Frati francescani abbandonano Rimini dopo 8 secoli, la chiusura del convento di Santo Spirito
Frati francescani abbandonano Rimini dopo 8 secoli, chiusura convento di Santo Spirito e reazioni dei fedeli

Rimini vive un momento di profonda trasformazione, con la chiusura del convento dei Cappuccini di Santo Spirito, un simbolo di presenza francescana nella città per quasi otto secoli. La decisione, annunciata da una decisione dei superiori dell’Ordine, segna la fine di un’epoca e ha suscitato reazioni forti da parte dei fedeli. La chiusura avverrà a settembre, dopo anni di crisi delle vocazioni e di riduzione del numero di religiosi. I quattro frati che abitano il complesso di via della Fiera, inaugurato nel 1877, lasceranno un luogo che per generazioni ha rappresentato un punto di riferimento spirituale e sociale.

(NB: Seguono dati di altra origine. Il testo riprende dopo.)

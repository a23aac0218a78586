use std::sync::OnceLock;

use indicatif::{MultiProgress, ProgressBar, ProgressStyle};

use crate::ui;

/// Spinner shown while the assistant "thinks" or an audit runs. Inert when
/// progress output is off.
pub struct Progress {
    bar: Option<ProgressBar>,
}

static MULTI_PROGRESS: OnceLock<MultiProgress> = OnceLock::new();

fn multi_progress() -> &'static MultiProgress {
    MULTI_PROGRESS.get_or_init(MultiProgress::new)
}

impl Progress {
    #[must_use]
    pub fn spinner(message: &str) -> Self {
        if !ui::prefs().progress {
            return Self { bar: None };
        }

        let bar = multi_progress().add(ProgressBar::new_spinner());
        bar.enable_steady_tick(std::time::Duration::from_millis(100));
        bar.set_style(
            ProgressStyle::with_template("{spinner:.cyan} {msg}")
                .unwrap_or_else(|_| ProgressStyle::default_spinner()),
        );
        bar.set_message(message.to_string());
        Self { bar: Some(bar) }
    }

    pub fn finish_clear(&self) {
        if let Some(bar) = &self.bar {
            bar.finish_and_clear();
        }
    }
}
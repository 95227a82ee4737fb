use axum::{http::StatusCode, response::Json};
use serde::Serialize;

#[derive(Serialize)]
pub struct HealthResponse {
    status: String,
    timestamp: i64,
}

pub async fn health_check() -> (StatusCode, Json<HealthResponse>) {
    let response = HealthResponse {
        status: "ok".to_string(),
        timestamp: chrono::Utc::now().timestamp(),
    };

    (StatusCode::OK, Json(response))
}
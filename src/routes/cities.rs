use axum::{
    extract::{Path, Query, State},
    response::Json,
};
use serde::Deserialize;

use crate::db;
use crate::error::ApiError;
use crate::models::{City, CreateCity};
use crate::AppState;

// Query parameters for listing cities
#[derive(Deserialize)]
pub struct ListCitiesQuery {
    #[serde(default)]
    skip: i64,
    #[serde(default = "default_limit")]
    limit: i64,
}

fn default_limit() -> i64 {
    10
}

// POST /create_city - Register a new city
pub async fn create_city(
    State(state): State<AppState>,
    Json(payload): Json<CreateCity>,
) -> Result<Json<City>, ApiError> {
    // Check-then-insert, same as the original service. Two concurrent
    // creates with the same province can still race past this lookup.
    if db::get_city_by_name(&state.pool, &payload.province).await?.is_some() {
        return Err(ApiError::DuplicateCity);
    }

    let city = db::create_city(&state.pool, &payload).await?;
    Ok(Json(city))
}

// GET /city/:name - Look up a city by province name
pub async fn get_city_by_name(
    State(state): State<AppState>,
    Path(name): Path<String>,
) -> Result<Json<City>, ApiError> {
    let city = db::get_city_by_name(&state.pool, &name)
        .await?
        .ok_or(ApiError::CityNotFound)?;

    Ok(Json(city))
}

// GET /cities?skip=0&limit=10 - List cities with pagination
pub async fn get_cities(
    State(state): State<AppState>,
    Query(params): Query<ListCitiesQuery>,
) -> Result<Json<Vec<City>>, ApiError> {
    let cities = db::get_cities(&state.pool, params.skip, params.limit).await?;
    Ok(Json(cities))
}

Un simbolo di storia e solidarietà
Il convento di Santo Spirito, con la sua lunga storia, ha sempre rappresentato un luogo di preghiera, accoglienza e solidarietà. La sua chiusura non significa però la fine delle attività di volontariato che da anni si svolgono nel quartiere. La mensa dei poveri di Sant’Antonio, un’esperienza di volontariato importante per la città, continuerà a operare grazie all’Opera Sant’Antonio e alla rete di volontari che sostiene il servizio. Questo segnale indica che, almeno nel settore dell’assistenza ai più fragili, il patrimonio costruito in anni di impegno non sarà disperso.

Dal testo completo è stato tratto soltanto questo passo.